Stored items:
::::

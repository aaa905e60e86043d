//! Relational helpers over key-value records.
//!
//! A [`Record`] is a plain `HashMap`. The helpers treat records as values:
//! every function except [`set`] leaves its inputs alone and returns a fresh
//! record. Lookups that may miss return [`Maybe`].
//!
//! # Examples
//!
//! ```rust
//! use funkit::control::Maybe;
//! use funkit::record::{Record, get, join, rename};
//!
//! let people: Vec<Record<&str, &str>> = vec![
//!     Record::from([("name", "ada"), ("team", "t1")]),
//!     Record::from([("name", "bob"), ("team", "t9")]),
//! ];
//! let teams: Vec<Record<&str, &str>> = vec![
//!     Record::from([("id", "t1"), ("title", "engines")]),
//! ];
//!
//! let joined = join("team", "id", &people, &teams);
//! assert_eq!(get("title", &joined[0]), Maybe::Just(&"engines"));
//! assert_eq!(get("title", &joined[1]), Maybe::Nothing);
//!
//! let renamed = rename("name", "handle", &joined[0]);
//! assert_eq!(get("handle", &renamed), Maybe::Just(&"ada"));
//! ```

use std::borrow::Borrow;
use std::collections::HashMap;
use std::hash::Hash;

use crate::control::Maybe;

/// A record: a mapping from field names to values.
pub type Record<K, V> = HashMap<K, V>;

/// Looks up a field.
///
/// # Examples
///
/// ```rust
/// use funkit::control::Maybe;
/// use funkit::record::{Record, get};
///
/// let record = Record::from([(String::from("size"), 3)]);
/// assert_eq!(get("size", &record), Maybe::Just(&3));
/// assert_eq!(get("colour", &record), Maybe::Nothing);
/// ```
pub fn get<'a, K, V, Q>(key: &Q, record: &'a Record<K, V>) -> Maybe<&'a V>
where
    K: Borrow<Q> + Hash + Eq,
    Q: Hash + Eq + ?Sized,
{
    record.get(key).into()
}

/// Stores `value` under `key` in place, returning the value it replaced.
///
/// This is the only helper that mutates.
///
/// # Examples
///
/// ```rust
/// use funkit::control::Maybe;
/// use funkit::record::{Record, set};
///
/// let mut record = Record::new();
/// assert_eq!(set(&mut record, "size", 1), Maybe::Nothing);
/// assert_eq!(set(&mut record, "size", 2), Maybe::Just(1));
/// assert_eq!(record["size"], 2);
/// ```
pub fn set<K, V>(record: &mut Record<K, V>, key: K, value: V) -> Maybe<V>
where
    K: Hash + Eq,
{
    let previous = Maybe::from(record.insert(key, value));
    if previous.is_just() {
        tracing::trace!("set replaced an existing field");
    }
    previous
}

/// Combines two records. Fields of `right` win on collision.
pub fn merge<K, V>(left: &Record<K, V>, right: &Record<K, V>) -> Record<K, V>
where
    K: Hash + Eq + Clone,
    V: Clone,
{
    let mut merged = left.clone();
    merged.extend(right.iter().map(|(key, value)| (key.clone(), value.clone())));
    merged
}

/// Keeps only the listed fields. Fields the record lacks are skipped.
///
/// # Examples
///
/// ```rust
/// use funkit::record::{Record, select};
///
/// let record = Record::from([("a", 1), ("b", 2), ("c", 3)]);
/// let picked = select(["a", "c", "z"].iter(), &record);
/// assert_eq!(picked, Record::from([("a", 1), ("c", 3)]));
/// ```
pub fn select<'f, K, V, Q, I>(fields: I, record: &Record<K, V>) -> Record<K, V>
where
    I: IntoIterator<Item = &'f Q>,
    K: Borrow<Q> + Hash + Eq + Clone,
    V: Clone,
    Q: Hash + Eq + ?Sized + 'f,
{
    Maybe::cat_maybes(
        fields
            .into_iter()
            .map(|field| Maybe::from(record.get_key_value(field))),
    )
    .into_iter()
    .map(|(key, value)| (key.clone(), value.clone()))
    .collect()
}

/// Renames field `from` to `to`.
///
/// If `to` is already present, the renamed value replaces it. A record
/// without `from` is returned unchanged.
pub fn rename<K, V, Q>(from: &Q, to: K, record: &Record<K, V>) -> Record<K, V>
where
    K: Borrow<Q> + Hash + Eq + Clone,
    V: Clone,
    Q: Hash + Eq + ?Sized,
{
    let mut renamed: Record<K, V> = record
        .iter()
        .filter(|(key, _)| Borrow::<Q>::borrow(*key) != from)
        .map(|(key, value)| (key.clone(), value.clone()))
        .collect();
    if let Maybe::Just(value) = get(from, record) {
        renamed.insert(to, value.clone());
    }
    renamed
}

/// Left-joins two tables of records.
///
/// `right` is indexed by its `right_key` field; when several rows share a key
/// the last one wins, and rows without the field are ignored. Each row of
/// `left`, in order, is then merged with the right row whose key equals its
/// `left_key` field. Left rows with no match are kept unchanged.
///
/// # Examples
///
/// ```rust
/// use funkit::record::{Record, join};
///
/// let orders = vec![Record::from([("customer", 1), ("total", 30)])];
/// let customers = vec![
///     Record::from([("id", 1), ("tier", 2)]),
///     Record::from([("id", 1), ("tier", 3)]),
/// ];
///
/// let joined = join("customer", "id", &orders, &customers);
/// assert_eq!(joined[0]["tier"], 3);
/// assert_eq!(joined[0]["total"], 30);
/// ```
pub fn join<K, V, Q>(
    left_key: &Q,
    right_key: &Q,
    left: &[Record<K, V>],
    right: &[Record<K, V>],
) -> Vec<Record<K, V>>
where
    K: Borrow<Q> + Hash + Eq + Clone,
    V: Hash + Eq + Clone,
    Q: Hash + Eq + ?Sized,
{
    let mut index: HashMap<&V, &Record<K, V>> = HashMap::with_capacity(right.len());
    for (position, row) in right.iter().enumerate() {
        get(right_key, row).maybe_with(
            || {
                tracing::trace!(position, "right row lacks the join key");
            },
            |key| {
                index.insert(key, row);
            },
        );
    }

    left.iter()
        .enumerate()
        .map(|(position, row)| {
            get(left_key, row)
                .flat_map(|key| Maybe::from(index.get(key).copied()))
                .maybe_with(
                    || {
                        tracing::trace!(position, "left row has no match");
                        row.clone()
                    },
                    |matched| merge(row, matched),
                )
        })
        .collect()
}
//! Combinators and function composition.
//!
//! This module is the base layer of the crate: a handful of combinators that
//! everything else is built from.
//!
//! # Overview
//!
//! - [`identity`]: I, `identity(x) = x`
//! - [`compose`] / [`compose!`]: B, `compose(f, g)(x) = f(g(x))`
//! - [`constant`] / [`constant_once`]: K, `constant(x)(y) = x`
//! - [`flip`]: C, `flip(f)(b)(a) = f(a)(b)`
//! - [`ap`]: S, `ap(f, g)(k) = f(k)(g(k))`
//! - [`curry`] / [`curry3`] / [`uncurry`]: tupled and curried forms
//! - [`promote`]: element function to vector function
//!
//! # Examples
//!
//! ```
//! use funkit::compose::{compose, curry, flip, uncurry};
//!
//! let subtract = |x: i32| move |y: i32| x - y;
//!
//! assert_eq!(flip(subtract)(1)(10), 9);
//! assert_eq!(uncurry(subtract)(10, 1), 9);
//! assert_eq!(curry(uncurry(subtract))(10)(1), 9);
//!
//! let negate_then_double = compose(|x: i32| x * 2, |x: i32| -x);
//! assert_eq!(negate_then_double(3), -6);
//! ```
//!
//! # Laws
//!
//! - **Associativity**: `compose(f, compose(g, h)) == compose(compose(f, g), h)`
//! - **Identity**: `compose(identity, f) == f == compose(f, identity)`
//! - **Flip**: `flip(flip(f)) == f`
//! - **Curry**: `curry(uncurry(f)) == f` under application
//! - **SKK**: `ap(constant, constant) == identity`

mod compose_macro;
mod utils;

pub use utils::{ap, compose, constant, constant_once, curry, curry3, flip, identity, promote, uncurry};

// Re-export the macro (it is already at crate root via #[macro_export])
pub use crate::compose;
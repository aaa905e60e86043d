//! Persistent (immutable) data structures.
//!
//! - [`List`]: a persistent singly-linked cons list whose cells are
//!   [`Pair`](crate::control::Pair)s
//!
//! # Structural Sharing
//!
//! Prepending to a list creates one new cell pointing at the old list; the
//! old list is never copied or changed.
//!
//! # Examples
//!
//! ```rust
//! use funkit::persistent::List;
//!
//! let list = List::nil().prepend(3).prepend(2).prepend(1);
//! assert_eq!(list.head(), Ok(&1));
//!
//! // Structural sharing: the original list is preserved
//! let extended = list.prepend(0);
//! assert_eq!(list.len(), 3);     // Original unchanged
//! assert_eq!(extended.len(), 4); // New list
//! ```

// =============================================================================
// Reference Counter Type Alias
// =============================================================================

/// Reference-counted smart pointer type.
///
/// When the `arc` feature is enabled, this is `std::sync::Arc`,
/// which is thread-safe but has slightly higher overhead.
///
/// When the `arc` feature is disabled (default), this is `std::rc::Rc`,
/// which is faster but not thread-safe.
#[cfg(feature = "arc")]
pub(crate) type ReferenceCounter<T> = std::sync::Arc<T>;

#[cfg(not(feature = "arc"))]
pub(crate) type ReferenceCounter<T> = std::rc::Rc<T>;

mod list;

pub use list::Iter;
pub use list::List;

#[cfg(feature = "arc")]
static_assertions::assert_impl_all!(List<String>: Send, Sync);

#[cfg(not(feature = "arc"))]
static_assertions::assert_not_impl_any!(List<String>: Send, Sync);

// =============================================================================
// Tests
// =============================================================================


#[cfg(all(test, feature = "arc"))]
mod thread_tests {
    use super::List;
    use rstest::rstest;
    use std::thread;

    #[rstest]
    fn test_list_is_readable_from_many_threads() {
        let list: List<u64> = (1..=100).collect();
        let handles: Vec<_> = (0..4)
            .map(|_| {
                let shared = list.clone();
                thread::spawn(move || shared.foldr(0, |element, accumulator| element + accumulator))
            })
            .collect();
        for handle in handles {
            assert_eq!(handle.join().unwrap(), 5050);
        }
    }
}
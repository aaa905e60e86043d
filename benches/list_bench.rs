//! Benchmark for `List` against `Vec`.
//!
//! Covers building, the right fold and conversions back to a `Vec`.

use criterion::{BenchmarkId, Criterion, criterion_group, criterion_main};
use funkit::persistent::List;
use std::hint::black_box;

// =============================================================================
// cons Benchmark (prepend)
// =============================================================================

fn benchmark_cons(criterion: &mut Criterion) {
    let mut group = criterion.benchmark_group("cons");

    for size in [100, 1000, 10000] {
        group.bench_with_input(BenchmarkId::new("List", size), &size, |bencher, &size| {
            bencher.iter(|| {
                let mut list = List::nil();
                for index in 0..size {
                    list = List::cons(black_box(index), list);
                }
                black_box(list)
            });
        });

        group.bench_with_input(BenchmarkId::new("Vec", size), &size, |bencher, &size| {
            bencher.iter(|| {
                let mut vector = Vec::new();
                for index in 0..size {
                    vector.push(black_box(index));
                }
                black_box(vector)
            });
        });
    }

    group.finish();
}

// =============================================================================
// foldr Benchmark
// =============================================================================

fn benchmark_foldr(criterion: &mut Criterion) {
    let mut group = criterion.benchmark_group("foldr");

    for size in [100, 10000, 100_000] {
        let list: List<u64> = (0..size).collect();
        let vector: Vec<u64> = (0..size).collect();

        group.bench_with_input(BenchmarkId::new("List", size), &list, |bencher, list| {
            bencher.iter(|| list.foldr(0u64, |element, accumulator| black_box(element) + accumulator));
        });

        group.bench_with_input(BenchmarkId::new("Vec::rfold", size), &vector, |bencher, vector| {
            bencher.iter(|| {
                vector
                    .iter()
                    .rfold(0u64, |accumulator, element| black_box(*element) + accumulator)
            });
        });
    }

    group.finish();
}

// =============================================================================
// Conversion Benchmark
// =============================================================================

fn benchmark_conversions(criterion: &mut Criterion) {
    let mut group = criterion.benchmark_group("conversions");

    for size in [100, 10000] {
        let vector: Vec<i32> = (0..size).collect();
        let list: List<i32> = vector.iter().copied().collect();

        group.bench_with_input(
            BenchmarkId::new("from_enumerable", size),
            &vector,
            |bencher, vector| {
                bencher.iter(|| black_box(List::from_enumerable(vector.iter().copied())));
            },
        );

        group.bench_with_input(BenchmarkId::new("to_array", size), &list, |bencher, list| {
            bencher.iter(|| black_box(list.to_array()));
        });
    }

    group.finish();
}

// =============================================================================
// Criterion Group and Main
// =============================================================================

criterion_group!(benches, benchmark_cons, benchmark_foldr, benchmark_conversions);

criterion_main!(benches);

::::

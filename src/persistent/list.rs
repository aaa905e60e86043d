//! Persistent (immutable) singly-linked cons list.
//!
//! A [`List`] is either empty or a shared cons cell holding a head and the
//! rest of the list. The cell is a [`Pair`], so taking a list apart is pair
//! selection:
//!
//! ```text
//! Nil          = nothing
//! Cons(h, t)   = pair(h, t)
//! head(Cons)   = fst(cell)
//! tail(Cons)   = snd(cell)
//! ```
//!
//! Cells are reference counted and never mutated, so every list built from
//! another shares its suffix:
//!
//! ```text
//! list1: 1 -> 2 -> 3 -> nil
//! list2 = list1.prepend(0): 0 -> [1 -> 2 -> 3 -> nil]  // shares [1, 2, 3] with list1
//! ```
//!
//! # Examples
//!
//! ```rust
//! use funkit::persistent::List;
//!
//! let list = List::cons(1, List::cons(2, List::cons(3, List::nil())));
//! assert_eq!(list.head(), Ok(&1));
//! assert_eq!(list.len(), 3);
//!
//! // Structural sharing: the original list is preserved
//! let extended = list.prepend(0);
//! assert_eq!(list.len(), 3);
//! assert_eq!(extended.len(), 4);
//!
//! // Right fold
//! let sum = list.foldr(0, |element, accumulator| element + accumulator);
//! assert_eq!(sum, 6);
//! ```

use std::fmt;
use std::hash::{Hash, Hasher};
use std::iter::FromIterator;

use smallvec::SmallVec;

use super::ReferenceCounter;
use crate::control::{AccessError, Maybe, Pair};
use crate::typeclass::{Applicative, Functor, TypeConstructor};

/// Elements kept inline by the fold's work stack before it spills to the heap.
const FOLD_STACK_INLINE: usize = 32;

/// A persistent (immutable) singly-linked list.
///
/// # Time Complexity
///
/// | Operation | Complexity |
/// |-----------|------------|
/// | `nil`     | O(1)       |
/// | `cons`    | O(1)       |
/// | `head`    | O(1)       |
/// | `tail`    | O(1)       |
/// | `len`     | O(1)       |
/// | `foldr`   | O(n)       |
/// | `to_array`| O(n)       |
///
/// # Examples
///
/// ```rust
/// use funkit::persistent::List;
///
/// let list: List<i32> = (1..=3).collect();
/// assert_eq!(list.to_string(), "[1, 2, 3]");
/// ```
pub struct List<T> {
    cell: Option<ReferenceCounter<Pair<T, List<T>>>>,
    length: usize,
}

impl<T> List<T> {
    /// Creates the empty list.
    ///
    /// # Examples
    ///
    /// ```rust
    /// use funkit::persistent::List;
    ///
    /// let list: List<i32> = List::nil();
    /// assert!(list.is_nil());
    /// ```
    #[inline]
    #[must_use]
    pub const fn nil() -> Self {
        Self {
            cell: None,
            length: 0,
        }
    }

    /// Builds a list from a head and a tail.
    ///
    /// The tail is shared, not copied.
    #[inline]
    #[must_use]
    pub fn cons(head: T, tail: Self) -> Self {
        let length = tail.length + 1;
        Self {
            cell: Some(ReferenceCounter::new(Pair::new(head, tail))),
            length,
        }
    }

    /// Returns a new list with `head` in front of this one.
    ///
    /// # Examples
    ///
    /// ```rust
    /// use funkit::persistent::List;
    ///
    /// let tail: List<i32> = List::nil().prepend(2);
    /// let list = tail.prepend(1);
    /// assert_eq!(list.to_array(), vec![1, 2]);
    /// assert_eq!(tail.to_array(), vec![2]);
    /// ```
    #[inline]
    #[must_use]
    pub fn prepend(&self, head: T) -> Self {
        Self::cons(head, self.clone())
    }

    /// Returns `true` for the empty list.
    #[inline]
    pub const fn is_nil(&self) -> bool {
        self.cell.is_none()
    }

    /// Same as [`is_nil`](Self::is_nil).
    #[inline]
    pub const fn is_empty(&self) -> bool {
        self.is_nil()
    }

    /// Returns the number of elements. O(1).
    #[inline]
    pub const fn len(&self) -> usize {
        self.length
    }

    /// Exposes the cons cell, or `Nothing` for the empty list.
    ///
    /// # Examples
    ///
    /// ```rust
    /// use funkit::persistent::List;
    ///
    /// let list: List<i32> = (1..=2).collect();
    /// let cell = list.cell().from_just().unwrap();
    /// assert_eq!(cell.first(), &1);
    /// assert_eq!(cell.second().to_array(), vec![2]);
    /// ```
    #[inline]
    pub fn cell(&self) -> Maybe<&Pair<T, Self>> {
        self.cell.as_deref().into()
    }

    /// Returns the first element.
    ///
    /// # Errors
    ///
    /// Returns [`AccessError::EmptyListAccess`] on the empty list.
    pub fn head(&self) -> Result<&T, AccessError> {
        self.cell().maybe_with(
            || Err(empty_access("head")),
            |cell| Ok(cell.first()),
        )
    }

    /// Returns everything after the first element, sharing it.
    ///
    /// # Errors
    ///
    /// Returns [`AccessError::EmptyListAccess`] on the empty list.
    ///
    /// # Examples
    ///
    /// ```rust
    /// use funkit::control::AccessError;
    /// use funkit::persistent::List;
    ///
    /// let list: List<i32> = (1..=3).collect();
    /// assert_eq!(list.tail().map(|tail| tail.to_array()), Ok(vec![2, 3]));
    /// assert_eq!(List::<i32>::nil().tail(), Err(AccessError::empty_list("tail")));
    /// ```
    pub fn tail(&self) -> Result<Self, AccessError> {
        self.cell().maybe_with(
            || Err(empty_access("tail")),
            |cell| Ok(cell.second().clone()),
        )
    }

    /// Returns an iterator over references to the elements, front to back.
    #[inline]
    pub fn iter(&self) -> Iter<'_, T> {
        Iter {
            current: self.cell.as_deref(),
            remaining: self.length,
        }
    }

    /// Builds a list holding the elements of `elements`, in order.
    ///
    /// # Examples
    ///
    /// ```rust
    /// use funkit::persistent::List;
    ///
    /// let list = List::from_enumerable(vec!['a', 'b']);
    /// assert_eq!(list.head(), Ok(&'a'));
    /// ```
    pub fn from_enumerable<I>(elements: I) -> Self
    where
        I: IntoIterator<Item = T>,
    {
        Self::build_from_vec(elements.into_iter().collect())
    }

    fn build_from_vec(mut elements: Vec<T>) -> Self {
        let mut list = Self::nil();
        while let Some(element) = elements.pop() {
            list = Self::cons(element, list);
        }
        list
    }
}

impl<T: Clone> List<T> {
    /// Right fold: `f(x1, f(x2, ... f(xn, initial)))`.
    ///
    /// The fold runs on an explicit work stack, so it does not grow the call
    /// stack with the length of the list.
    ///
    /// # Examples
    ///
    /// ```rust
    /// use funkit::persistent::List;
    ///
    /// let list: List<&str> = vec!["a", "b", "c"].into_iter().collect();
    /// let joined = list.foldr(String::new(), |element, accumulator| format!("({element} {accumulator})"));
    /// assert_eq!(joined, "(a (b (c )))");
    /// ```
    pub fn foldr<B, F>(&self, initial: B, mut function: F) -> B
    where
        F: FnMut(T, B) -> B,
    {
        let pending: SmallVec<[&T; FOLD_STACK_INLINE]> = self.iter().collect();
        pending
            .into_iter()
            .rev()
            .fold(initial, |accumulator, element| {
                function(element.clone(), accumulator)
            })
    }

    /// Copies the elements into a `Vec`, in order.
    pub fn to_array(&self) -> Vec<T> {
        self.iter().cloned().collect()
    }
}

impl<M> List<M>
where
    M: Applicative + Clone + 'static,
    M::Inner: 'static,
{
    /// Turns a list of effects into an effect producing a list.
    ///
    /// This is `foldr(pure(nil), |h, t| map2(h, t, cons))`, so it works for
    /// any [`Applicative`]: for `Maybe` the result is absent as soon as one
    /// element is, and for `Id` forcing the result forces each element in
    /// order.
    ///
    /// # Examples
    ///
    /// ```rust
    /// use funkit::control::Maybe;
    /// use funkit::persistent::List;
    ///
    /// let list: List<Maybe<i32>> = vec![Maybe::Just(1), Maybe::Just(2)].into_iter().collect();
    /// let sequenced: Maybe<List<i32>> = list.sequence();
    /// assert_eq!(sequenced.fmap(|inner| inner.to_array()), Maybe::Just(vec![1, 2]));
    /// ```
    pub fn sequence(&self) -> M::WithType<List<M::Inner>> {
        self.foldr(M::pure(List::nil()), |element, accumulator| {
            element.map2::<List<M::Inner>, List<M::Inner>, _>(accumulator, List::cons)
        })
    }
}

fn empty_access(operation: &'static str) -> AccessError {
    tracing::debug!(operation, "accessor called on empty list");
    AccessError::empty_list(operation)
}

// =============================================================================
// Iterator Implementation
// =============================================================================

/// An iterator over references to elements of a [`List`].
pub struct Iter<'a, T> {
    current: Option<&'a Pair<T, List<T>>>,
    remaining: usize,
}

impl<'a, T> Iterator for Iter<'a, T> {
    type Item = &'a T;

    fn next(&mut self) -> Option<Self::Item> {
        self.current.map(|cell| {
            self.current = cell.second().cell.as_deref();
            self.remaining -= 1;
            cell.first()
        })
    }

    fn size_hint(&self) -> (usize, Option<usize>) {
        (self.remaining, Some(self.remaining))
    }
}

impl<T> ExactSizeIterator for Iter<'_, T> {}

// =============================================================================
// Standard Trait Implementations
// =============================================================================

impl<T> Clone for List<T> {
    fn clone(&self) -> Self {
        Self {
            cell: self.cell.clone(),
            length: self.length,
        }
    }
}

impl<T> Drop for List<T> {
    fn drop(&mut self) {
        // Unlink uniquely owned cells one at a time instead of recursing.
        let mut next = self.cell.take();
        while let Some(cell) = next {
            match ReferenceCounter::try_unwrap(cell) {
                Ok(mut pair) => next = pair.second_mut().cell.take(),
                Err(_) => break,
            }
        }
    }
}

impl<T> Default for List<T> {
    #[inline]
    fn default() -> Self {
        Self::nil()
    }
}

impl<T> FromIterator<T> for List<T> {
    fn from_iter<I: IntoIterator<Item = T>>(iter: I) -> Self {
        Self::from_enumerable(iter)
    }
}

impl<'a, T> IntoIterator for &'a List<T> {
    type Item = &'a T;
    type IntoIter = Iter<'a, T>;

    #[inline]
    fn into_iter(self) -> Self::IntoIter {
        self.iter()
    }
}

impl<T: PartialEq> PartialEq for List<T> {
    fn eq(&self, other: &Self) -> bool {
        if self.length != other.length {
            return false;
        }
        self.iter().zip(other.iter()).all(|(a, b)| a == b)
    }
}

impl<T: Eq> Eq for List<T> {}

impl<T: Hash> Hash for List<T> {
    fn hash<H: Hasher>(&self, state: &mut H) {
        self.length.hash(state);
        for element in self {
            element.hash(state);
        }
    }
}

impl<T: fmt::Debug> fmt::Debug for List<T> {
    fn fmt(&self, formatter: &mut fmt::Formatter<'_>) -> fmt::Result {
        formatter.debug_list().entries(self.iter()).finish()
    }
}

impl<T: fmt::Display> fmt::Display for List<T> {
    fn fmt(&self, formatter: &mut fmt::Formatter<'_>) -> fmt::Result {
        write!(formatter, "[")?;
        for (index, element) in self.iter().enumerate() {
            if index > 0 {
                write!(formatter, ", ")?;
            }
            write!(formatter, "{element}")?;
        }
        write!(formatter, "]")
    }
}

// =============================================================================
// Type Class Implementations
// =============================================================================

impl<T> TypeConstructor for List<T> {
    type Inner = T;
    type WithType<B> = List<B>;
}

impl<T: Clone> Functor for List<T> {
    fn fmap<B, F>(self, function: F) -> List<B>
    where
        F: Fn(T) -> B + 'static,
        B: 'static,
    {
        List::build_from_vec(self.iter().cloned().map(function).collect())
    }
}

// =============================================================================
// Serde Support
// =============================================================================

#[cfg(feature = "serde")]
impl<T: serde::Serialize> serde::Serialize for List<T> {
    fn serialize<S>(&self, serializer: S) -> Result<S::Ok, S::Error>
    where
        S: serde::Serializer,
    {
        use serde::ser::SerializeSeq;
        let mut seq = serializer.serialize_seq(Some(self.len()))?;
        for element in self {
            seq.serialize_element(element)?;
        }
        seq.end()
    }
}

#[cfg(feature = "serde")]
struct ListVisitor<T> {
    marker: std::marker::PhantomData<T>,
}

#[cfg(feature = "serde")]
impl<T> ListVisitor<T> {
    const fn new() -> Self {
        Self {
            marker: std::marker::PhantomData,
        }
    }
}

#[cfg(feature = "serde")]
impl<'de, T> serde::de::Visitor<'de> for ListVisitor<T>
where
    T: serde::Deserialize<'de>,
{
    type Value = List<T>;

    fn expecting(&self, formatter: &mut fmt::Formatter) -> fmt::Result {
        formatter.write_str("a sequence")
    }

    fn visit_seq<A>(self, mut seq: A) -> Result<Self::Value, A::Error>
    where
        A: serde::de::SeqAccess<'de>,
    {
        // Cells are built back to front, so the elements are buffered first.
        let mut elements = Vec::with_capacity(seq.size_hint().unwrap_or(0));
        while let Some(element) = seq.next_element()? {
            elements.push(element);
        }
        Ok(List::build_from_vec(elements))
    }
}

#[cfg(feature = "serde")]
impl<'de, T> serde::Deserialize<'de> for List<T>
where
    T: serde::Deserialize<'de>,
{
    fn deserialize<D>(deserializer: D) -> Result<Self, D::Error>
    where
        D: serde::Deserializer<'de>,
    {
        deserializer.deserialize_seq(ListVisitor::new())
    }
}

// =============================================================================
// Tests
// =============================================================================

::::

## Your instructions:
The answer should consist only of the number of lines above in which "TypeConstructor" appears.

## Solution:
2